Esta é, aliás, mais uma história, entre tantas outras de quem passa por aquela unidade de cuidados continuados, dos pequenos milagres que diariamente ali são realizados, como ainda recentemente referimos numa reportagem publicada neste jornal. Este é um espaço onde a humanidade dos técnicos, o ambiente familiar da instituição e a ternura dos cuidados que são oferecidos aos doentes cura, por vezes, mais do que os medicamentos e os tratamentos médicos. Mas é um hospital para permanências curtas, não pode ser de internamento prolongado. Quem tem dinheiro, pode optar por recorrer a instituições privadas do género e conseguir melhorias assinaláveis. Quem não tem, como é o caso da família do Pedro, tem de contentar-se com as pequenas migalhas que o nosso sistema de saúde possa oferecer.
Nesta pequena festa de aniversário, a mãe do Pedro agradeceu emocionada às pessoas que organizaram e participaram nesta festa surpresa, que tanta alegria lhe trouxe. Mas não deixou de pedir aquela que seria a melhor prenda para o seu filho: voltar a ser acolhido, ainda que por mais alguns meses, nesta unidade da Santa Casa da Misericórdia da Batalha.

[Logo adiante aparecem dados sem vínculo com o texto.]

//! Lookup tables: `OrderedRangeTable` and `ExactMatchTable` (`spec.md` §3, §4.3).
//!
//! Both variants are read-only once built and are shared by reference
//! across every evaluation that touches them.

use rustc_hash::FxHashMap;
use std::fmt;

use ratedag_common::{Decimal, ErrorKind, EvaluationError, Value};

/// One `{lo, hi, value}` row of an [`OrderedRangeTable`], tagged with its
/// original authoring position so overlap ties can be broken
/// deterministically (`spec.md` §4.3).
#[derive(Debug, Clone, PartialEq)]
struct Interval {
    lo: Decimal,
    hi: Decimal,
    value: Value,
    insertion_index: usize,
}

impl Interval {
    fn contains(&self, key: Decimal) -> bool {
        self.lo <= key && key <= self.hi
    }
}

/// A sequence of inclusive `[lo, hi]` decimal ranges with an optional
/// default, queried by binary search (`spec.md` §4.3).
#[derive(Debug, Clone)]
pub struct OrderedRangeTable {
    intervals: Vec<Interval>,
    default: Option<Value>,
}

impl OrderedRangeTable {
    /// Build from authored `(lo, hi, value)` rows in declaration order.
    /// The rows are stored sorted by `lo` ascending; a stable sort
    /// preserves authoring order among ties, which is also recorded
    /// explicitly via `insertion_index` for the overlap rule below.
    pub fn build(rows: Vec<(Decimal, Decimal, Value)>, default: Option<Value>) -> Self {
        let mut intervals: Vec<Interval> = rows
            .into_iter()
            .enumerate()
            .map(|(insertion_index, (lo, hi, value))| Interval {
                lo,
                hi,
                value,
                insertion_index,
            })
            .collect();
        intervals.sort_by(|a, b| a.lo.cmp(&b.lo).then(a.insertion_index.cmp(&b.insertion_index)));
        Self { intervals, default }
    }

    pub fn len(&self) -> usize {
        self.intervals.len()
    }

    pub fn is_empty(&self) -> bool {
        self.intervals.is_empty()
    }

    /// O(log n) lookup with the documented overlap tie-break: among all
    /// intervals containing `key`, the one with the smallest authoring
    /// (insertion) index wins — see `SPEC_FULL.md` §9 for why this
    /// formalization, not a single-candidate check, is the correct one.
    pub fn lookup(&self, key: Decimal) -> Result<Value, EvaluationError> {
        if self.intervals.is_empty() {
            return self.miss();
        }

        // Largest index i such that intervals[i].lo <= key.
        let count = self.intervals.partition_point(|iv| iv.lo <= key);
        if count == 0 {
            return self.miss();
        }
        let i = count - 1;

        let mut best: Option<&Interval> = None;

        let mut candidates: Vec<usize> = Vec::with_capacity(3);
        if i > 0 {
            candidates.push(i - 1);
        }
        candidates.push(i);
        if i + 1 < self.intervals.len() && self.intervals[i + 1].lo == self.intervals[i].lo {
            candidates.push(i + 1);
        }

        for idx in candidates {
            let iv = &self.intervals[idx];
            if iv.contains(key)
                && best.map(|b| iv.insertion_index < b.insertion_index).unwrap_or(true)
            {
                best = Some(iv);
            }
        }

        match best {
            Some(iv) => Ok(iv.value.clone()),
            None => self.miss(),
        }
    }

    fn miss(&self) -> Result<Value, EvaluationError> {
        match &self.default {
            Some(v) => Ok(v.clone()),
            None => Err(EvaluationError::new(ErrorKind::LookupMiss)
                .with_message("no range interval contains the lookup key and no default is set")),
        }
    }
}

/// The key type fixed at `ExactMatchTable` construction (`spec.md` §3).
#[derive(Debug, Clone, Copy, PartialEq, Eq)]
pub enum ExactKeyType {
    Text,
    Int,
}

/// A concrete exact-match key, typed at construction.
#[derive(Debug, Clone, PartialEq, Eq, Hash)]
pub enum ExactKey {
    Text(String),
    Int(i64),
}

impl fmt::Display for ExactKey {
    fn fmt(&self, f: &mut fmt::Formatter<'_>) -> fmt::Result {
        match self {
            ExactKey::Text(s) => write!(f, "{s}"),
            ExactKey::Int(i) => write!(f, "{i}"),
        }
    }
}

/// A mapping from a typed key (text or integer) to a value, plus an
/// optional default (`spec.md` §3, §4.3).
#[derive(Debug, Clone)]
pub struct ExactMatchTable {
    key_type: ExactKeyType,
    entries: FxHashMap<ExactKey, Value>,
    default: Option<Value>,
}

impl ExactMatchTable {
    pub fn build(
        key_type: ExactKeyType,
        rows: Vec<(ExactKey, Value)>,
        default: Option<Value>,
    ) -> Self {
        Self {
            key_type,
            entries: rows.into_iter().collect(),
            default,
        }
    }

    pub fn key_type(&self) -> ExactKeyType {
        self.key_type
    }

    pub fn len(&self) -> usize {
        self.entries.len()
    }

    pub fn is_empty(&self) -> bool {
        self.entries.is_empty()
    }

    /// Coerce an evaluated LOOKUP key into this table's key type, then
    /// look it up, enforcing the type at query time (`spec.md` §4.3).
    pub fn lookup(&self, key: &Value) -> Result<Value, EvaluationError> {
        let key = self.coerce_key(key)?;
        match self.entries.get(&key) {
            Some(v) => Ok(v.clone()),
            None => match &self.default {
                Some(v) => Ok(v.clone()),
                None => Err(EvaluationError::new(ErrorKind::LookupMiss)
                    .with_message(format!("no row for key '{key}' and no default is set"))),
            },
        }
    }

    fn coerce_key(&self, key: &Value) -> Result<ExactKey, EvaluationError> {
        match (self.key_type, key) {
            (ExactKeyType::Text, Value::Text(s)) => Ok(ExactKey::Text(s.clone())),
            (ExactKeyType::Int, Value::Decimal(d)) if d.fract().is_zero() => {
                Ok(ExactKey::Int(i64::try_from(d.trunc()).map_err(|_| {
                    EvaluationError::new(ErrorKind::DomainError)
                        .with_message("lookup key exceeds the range of a 64-bit integer")
                })?))
            }
            (ExactKeyType::Int, Value::Decimal(_)) => Err(EvaluationError::new(
                ErrorKind::TypeMismatch,
            )
            .with_message("integer-keyed table queried with a fractional decimal")),
            _ => Err(EvaluationError::new(ErrorKind::TypeMismatch)
                .with_message("lookup key type does not match the table's key type")),
        }
    }
}

#[cfg(test)]
mod tests {
    use super::*;
    use std::str::FromStr;

    fn d(s: &str) -> Decimal {
        Decimal::from_str(s).unwrap()
    }

    fn v(s: &str) -> Value {
        Value::Decimal(d(s))
    }

    #[test]
    fn disjoint_ranges_resolve_by_containment() {
        let table = OrderedRangeTable::build(
            vec![
                (d("18"), d("25"), v("1.8")),
                (d("26"), d("35"), v("1.2")),
                (d("36"), d("55"), v("1.0")),
                (d("56"), d("99"), v("1.3")),
            ],
            None,
        );
        assert_eq!(table.lookup(d("22")).unwrap(), v("1.8"));
        assert_eq!(table.lookup(d("45")).unwrap(), v("1.0"));
        assert_eq!(table.lookup(d("56")).unwrap(), v("1.3"));
        assert_eq!(table.lookup(d("99")).unwrap(), v("1.3"));
    }

    #[test]
    fn below_all_intervals_misses() {
        let table = OrderedRangeTable::build(vec![(d("18"), d("25"), v("1.0"))], None);
        assert!(table.lookup(d("10")).is_err());
    }

    #[test]
    fn overlap_resolves_to_earliest_insertion_index() {
        // [10,25]->1 inserted first, [20,30]->2 inserted second.
        let table = OrderedRangeTable::build(
            vec![(d("10"), d("25"), v("1")), (d("20"), d("30"), v("2"))],
            None,
        );
        assert_eq!(table.lookup(d("22")).unwrap(), v("1"));
    }

    #[test]
    fn overlap_resolution_is_independent_of_construction_permutation() {
        // Same pair, authored in the other order: now [20,30] is inserted
        // first, so it should win at key=22.
        let table = OrderedRangeTable::build(
            vec![(d("20"), d("30"), v("2")), (d("10"), d("25"), v("1"))],
            None,
        );
        assert_eq!(table.lookup(d("22")).unwrap(), v("2"));
    }

    #[test]
    fn equal_lo_ties_break_by_insertion_order() {
        let table = OrderedRangeTable::build(
            vec![(d("0"), d("10"), v("a")), (d("0"), d("20"), v("b"))],
            None,
        );
        assert_eq!(table.lookup(d("5")).unwrap(), v("a"));
    }

    #[test]
    fn default_used_on_miss() {
        let table =
            OrderedRangeTable::build(vec![(d("0"), d("10"), v("a"))], Some(v("default")));
        assert_eq!(table.lookup(d("50")).unwrap(), v("default"));
    }

    #[test]
    fn exact_text_lookup() {
        let table = ExactMatchTable::build(
            ExactKeyType::Text,
            vec![
                (ExactKey::Text("BMW".into()), v("1.15")),
                (ExactKey::Text("Toyota".into()), v("0.95")),
            ],
            None,
        );
        assert_eq!(
            table.lookup(&Value::Text("BMW".into())).unwrap(),
            v("1.15")
        );
        assert!(table.lookup(&Value::Text("Audi".into())).is_err());
    }

    #[test]
    fn exact_int_lookup_rejects_fractional_key() {
        let table =
            ExactMatchTable::build(ExactKeyType::Int, vec![(ExactKey::Int(1), v("x"))], None);
        assert!(table.lookup(&v("1.5")).is_err());
        assert_eq!(table.lookup(&v("1")).unwrap(), v("x"));
    }

    /// `lookup` narrows to one `partition_point` binary search (O(log n)
    /// comparisons against `key`) plus a fixed-size candidate window of
    /// at most 3 neighboring intervals — never a linear scan of the
    /// whole table — which is what keeps it within the `ceil(log2 n)+2`
    /// comparison bound `spec.md` §8 calls for (the `i-1`/`i`/`i+1`
    /// window is bounded by construction, independent of `n`).
    #[test]
    fn candidate_window_does_not_grow_with_table_size() {
        for n in [1usize, 2, 3, 7, 16, 100, 1000, 10_000] {
            let rows: Vec<(Decimal, Decimal, Value)> = (0..n)
                .map(|i| (d(&i.to_string()), d(&i.to_string()), v(&i.to_string())))
                .collect();
            let table = OrderedRangeTable::build(rows, None);

            // The candidate-window construction in `lookup` pushes at
            // most 3 indices (i-1, i, i+1) regardless of n; verify every
            // key still resolves to the exact matching row, which only
            // holds if the bounded window, not a full scan, is correct.
            for i in 0..n {
                assert_eq!(table.lookup(d(&i.to_string())).unwrap(), v(&i.to_string()));
            }
        }
    }

    proptest::proptest! {
        // spec.md §8: "for disjoint intervals, for every key in
        // [lo_i, hi_i], lookup returns value_i."
        #[test]
        fn monotonic_correctness_over_disjoint_intervals(widths in proptest::collection::vec(1i64..20, 1..12)) {
            let mut rows = Vec::with_capacity(widths.len());
            let mut cursor = 0i64;
            for (i, width) in widths.iter().enumerate() {
                let lo = cursor;
                let hi = cursor + width - 1;
                rows.push((d(&lo.to_string()), d(&hi.to_string()), v(&i.to_string())));
                cursor = hi + 1;
            }
            let table = OrderedRangeTable::build(rows.clone(), None);

            for (i, (lo, hi, _)) in rows.iter().enumerate() {
                let lo_i: i64 = lo.to_string().parse().unwrap();
                let hi_i: i64 = hi.to_string().parse().unwrap();
                for key in lo_i..=hi_i {
                    proptest::prop_assert_eq!(table.lookup(d(&key.to_string())).unwrap(), v(&i.to_string()));
                }
            }
        }
    }
}
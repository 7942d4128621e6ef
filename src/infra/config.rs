//! Configuration loading from TOML files
//!
//! Config file is selected via:
//! 1. --config <path> command line flag
//! 2. CONFIG_FILE environment variable
//! 3. Default: config/dev.toml

use anyhow::Context;
use serde::Deserialize;
use std::env;
use std::fs;
use std::path::Path;
use std::time::Duration;

#[derive(Debug, Clone, Deserialize, Default)]
pub struct SessionConfig {
    #[serde(default)]
    pub user_id: Option<String>,
    #[serde(default)]
    pub friend_id: Option<String>,
}

#[derive(Debug, Clone, Deserialize)]
pub struct TrackingConfig {
    #[serde(default = "default_movement_threshold_m")]
    pub movement_threshold_m: f64,
    #[serde(default = "default_earth_radius_m")]
    pub earth_radius_m: f64,
    /// Longest wait for a fix before `position_timeout` is logged
    #[serde(default = "default_position_timeout_ms")]
    pub position_timeout_ms: u64,
    /// Full width of the degraded-mode jitter window
    #[serde(default = "default_fallback_jitter_deg")]
    pub fallback_jitter_deg: f64,
    #[serde(default = "default_near_threshold_m")]
    pub near_threshold_m: f64,
}

impl Default for TrackingConfig {
    fn default() -> Self {
        Self {
            movement_threshold_m: default_movement_threshold_m(),
            earth_radius_m: default_earth_radius_m(),
            position_timeout_ms: default_position_timeout_ms(),
            fallback_jitter_deg: default_fallback_jitter_deg(),
            near_threshold_m: default_near_threshold_m(),
        }
    }
}

fn default_movement_threshold_m() -> f64 {
    100.0
}

fn default_earth_radius_m() -> f64 {
    6_371_000.0
}

fn default_position_timeout_ms() -> u64 {
    5000
}

fn default_fallback_jitter_deg() -> f64 {
    0.01
}

fn default_near_threshold_m() -> f64 {
    100.0
}

#[derive(Debug, Clone, Deserialize)]
pub struct SourceConfig {
    /// Track file to replay; stdin is read when absent
    #[serde(default)]
    pub replay_file: Option<String>,
    #[serde(default = "default_replay_interval_ms")]
    pub replay_interval_ms: u64,
}

impl Default for SourceConfig {
    fn default() -> Self {
        Self { replay_file: None, replay_interval_ms: default_replay_interval_ms() }
    }
}

fn default_replay_interval_ms() -> u64 {
    1000
}

#[derive(Debug, Clone, Deserialize)]
pub struct StoreConfig {
    #[serde(default = "default_store_base_url")]
    pub base_url: String,
    #[serde(default = "default_store_timeout_ms")]
    pub timeout_ms: u64,
}

impl Default for StoreConfig {
    fn default() -> Self {
        Self { base_url: default_store_base_url(), timeout_ms: default_store_timeout_ms() }
    }
}

fn default_store_base_url() -> String {
    "http://localhost:8000".to_string()
}

fn default_store_timeout_ms() -> u64 {
    10_000
}

#[derive(Debug, Clone, Deserialize)]
pub struct AnalysisConfig {
    /// Analysis proxy endpoint (chat-completion compatible)
    #[serde(default = "default_analysis_endpoint")]
    pub endpoint: String,
    #[serde(default = "default_analysis_model")]
    pub model: String,
    #[serde(default = "default_analysis_temperature")]
    pub temperature: f32,
    #[serde(default = "default_analysis_min_interval_ms")]
    pub min_interval_ms: u64,
    #[serde(default = "default_analysis_timeout_ms")]
    pub timeout_ms: u64,
}

impl Default for AnalysisConfig {
    fn default() -> Self {
        Self {
            endpoint: default_analysis_endpoint(),
            model: default_analysis_model(),
            temperature: default_analysis_temperature(),
            min_interval_ms: default_analysis_min_interval_ms(),
            timeout_ms: default_analysis_timeout_ms(),
        }
    }
}

fn default_analysis_endpoint() -> String {
    "http://localhost:8000/api/analysis".to_string()
}

fn default_analysis_model() -> String {
    "deepseek-chat".to_string()
}

fn default_analysis_temperature() -> f32 {
    0.7
}

fn default_analysis_min_interval_ms() -> u64 {
    180_000
}

fn default_analysis_timeout_ms() -> u64 {
    30_000
}

#[derive(Debug, Clone, Deserialize)]
pub struct ServerConfig {
    #[serde(default = "default_server_bind_address")]
    pub bind_address: String,
    #[serde(default = "default_server_port")]
    pub port: u16,
    /// Upstream chat-completion URL the analysis proxy forwards to
    #[serde(default = "default_upstream_url")]
    pub upstream_url: String,
    /// Name of the environment variable holding the upstream API key
    #[serde(default = "default_api_key_env")]
    pub api_key_env: String,
}

impl Default for ServerConfig {
    fn default() -> Self {
        Self {
            bind_address: default_server_bind_address(),
            port: default_server_port(),
            upstream_url: default_upstream_url(),
            api_key_env: default_api_key_env(),
        }
    }
}

fn default_server_bind_address() -> String {
    "0.0.0.0".to_string()
}

fn default_server_port() -> u16 {
    8000
}

fn default_upstream_url() -> String {
    "https://api.deepseek.com/v1/chat/completions".to_string()
}

fn default_api_key_env() -> String {
    "ANALYSIS_API_KEY".to_string()
}

#[derive(Debug, Clone, Deserialize)]
pub struct MetricsConfig {
    #[serde(default = "default_metrics_interval_secs")]
    pub interval_secs: u64,
}

impl Default for MetricsConfig {
    fn default() -> Self {
        Self { interval_secs: default_metrics_interval_secs() }
    }
}

fn default_metrics_interval_secs() -> u64 {
    60
}

#[derive(Debug, Clone, Deserialize, Default)]
pub struct TomlConfig {
    #[serde(default)]
    pub session: SessionConfig,
    #[serde(default)]
    pub tracking: TrackingConfig,
    #[serde(default)]
    pub source: SourceConfig,
    #[serde(default)]
    pub store: StoreConfig,
    #[serde(default)]
    pub analysis: AnalysisConfig,
    #[serde(default)]
    pub server: ServerConfig,
    #[serde(default)]
    pub metrics: MetricsConfig,
}

/// Main configuration struct used throughout the application
#[derive(Debug, Clone)]
pub struct Config {
    user_id: Option<String>,
    friend_id: Option<String>,
    movement_threshold_m: f64,
    earth_radius_m: f64,
    position_timeout_ms: u64,
    fallback_jitter_deg: f64,
    near_threshold_m: f64,
    replay_file: Option<String>,
    replay_interval_ms: u64,
    store_base_url: String,
    store_timeout_ms: u64,
    analysis_endpoint: String,
    analysis_model: String,
    analysis_temperature: f32,
    analysis_min_interval_ms: u64,
    analysis_timeout_ms: u64,
    server_bind_address: String,
    server_port: u16,
    upstream_url: String,
    api_key_env: String,
    metrics_interval_secs: u64,
    config_file: String,
}

/// Zero durations would spin the fix loop or panic the replay ticker
fn non_zero_ms(key: &str, value: u64, default: u64) -> u64 {
    if value == 0 {
        eprintln!("Warning: {key} must be greater than 0. Using {default}.");
        default
    } else {
        value
    }
}

fn non_negative(key: &str, value: f64, default: f64) -> f64 {
    if value.is_finite() && value >= 0.0 {
        value
    } else {
        eprintln!("Warning: {key} = {value} is not a finite non-negative number. Using {default}.");
        default
    }
}

fn positive(key: &str, value: f64, default: f64) -> f64 {
    if value.is_finite() && value > 0.0 {
        value
    } else {
        eprintln!("Warning: {key} = {value} is not a finite positive number. Using {default}.");
        default
    }
}

impl Default for Config {
    fn default() -> Self {
        Self::from_toml(TomlConfig::default(), "default".to_string())
    }
}

impl Config {
    fn from_toml(toml_config: TomlConfig, config_file: String) -> Self {
        let TomlConfig { session, tracking, source, store, analysis, server, metrics } =
            toml_config;

        Self {
            user_id: session.user_id.filter(|s| !s.trim().is_empty()),
            friend_id: session.friend_id.filter(|s| !s.trim().is_empty()),
            movement_threshold_m: non_negative(
                "tracking.movement_threshold_m",
                tracking.movement_threshold_m,
                default_movement_threshold_m(),
            ),
            earth_radius_m: positive(
                "tracking.earth_radius_m",
                tracking.earth_radius_m,
                default_earth_radius_m(),
            ),
            position_timeout_ms: non_zero_ms(
                "tracking.position_timeout_ms",
                tracking.position_timeout_ms,
                default_position_timeout_ms(),
            ),
            fallback_jitter_deg: non_negative(
                "tracking.fallback_jitter_deg",
                tracking.fallback_jitter_deg,
                default_fallback_jitter_deg(),
            ),
            near_threshold_m: non_negative(
                "tracking.near_threshold_m",
                tracking.near_threshold_m,
                default_near_threshold_m(),
            ),
            replay_file: source.replay_file,
            replay_interval_ms: non_zero_ms(
                "source.replay_interval_ms",
                source.replay_interval_ms,
                default_replay_interval_ms(),
            ),
            store_base_url: store.base_url,
            store_timeout_ms: non_zero_ms(
                "store.timeout_ms",
                store.timeout_ms,
                default_store_timeout_ms(),
            ),
            analysis_endpoint: analysis.endpoint,
            analysis_model: analysis.model,
            analysis_temperature: analysis.temperature,
            analysis_min_interval_ms: analysis.min_interval_ms,
            analysis_timeout_ms: non_zero_ms(
                "analysis.timeout_ms",
                analysis.timeout_ms,
                default_analysis_timeout_ms(),
            ),
            server_bind_address: server.bind_address,
            server_port: server.port,
            upstream_url: server.upstream_url,
            api_key_env: server.api_key_env,
            metrics_interval_secs: metrics.interval_secs,
            config_file,
        }
    }

    /// Determine config file path from the CLI flag or environment
    pub fn resolve_config_path(cli_path: Option<&str>) -> String {
        if let Some(path) = cli_path {
            return path.to_string();
        }

        if let Ok(path) = env::var("CONFIG_FILE") {
            return path;
        }

        "config/dev.toml".to_string()
    }

    /// Load configuration from a TOML file
    pub fn from_file<P: AsRef<Path>>(path: P) -> anyhow::Result<Self> {
        let path = path.as_ref();
        let content = fs::read_to_string(path)
            .with_context(|| format!("Failed to read config file {}", path.display()))?;

        let toml_config: TomlConfig = toml::from_str(&content)
            .with_context(|| format!("Failed to parse config file {}", path.display()))?;

        Ok(Self::from_toml(toml_config, path.display().to_string()))
    }

    /// Load configuration from a path, falling back to defaults
    pub fn load_from_path<P: AsRef<Path>>(path: P) -> Self {
        match Self::from_file(path) {
            Ok(config) => config,
            Err(e) => {
                eprintln!("Warning: {:#}. Using defaults.", e);
                Self::default()
            }
        }
    }

    pub fn user_id(&self) -> Option<&str> {
        self.user_id.as_deref()
    }

    pub fn friend_id(&self) -> Option<&str> {
        self.friend_id.as_deref()
    }

    pub fn movement_threshold_m(&self) -> f64 {
        self.movement_threshold_m
    }

    pub fn earth_radius_m(&self) -> f64 {
        self.earth_radius_m
    }

    pub fn position_timeout(&self) -> Duration {
        Duration::from_millis(self.position_timeout_ms)
    }

    pub fn fallback_jitter_deg(&self) -> f64 {
        self.fallback_jitter_deg
    }

    pub fn near_threshold_m(&self) -> f64 {
        self.near_threshold_m
    }

    pub fn replay_file(&self) -> Option<&str> {
        self.replay_file.as_deref()
    }

    pub fn replay_interval(&self) -> Duration {
        Duration::from_millis(self.replay_interval_ms)
    }

    pub fn store_base_url(&self) -> &str {
        &self.store_base_url
    }

    pub fn store_timeout(&self) -> Duration {
        Duration::from_millis(self.store_timeout_ms)
    }

    pub fn analysis_endpoint(&self) -> &str {
        &self.analysis_endpoint
    }

    pub fn analysis_model(&self) -> &str {
        &self.analysis_model
    }

    pub fn analysis_temperature(&self) -> f32 {
        self.analysis_temperature
    }

    pub fn analysis_min_interval(&self) -> Duration {
        Duration::from_millis(self.analysis_min_interval_ms)
    }

    pub fn analysis_timeout(&self) -> Duration {
        Duration::from_millis(self.analysis_timeout_ms)
    }

    pub fn server_bind_address(&self) -> &str {
        &self.server_bind_address
    }

    pub fn server_port(&self) -> u16 {
        self.server_port
    }

    pub fn upstream_url(&self) -> &str {
        &self.upstream_url
    }

    pub fn api_key_env(&self) -> &str {
        &self.api_key_env
    }

    pub fn metrics_interval_secs(&self) -> u64 {
        self.metrics_interval_secs
    }

    pub fn config_file(&self) -> &str {
        &self.config_file
    }

    /// Builder method for tests to set the analysis interval
    #[cfg(test)]
    pub fn with_analysis_min_interval_ms(mut self, ms: u64) -> Self {
        self.analysis_min_interval_ms = ms;
        self
    }
}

Também vamos dar prenda...
O Jornal da Golpilheira só foi informado desta acção já depois de ser realizada, mas não vai deixar de se associar a tão significativo gesto. Assim, quando esta edição estiver impressa, iremos também fazer uma surpresa ao Pedro, levando-lhe pessoalmente este jornal, mostrando-lhe a sua foto na primeira página e lendo-lhe este texto sobre a festinha do seu 33º aniversário.
E para juntar à televisão que lhe foi oferecida, iremos dar-lhe um leitor de DVD e alguns filmes, para que possa passar alguns momentos mais alegres, quando se sentir sozinho no seu quarto. Sobretudo, para que não esqueça, nos dias mais escuros da sua doença, que ainda tem amigos que se preocupam com ele.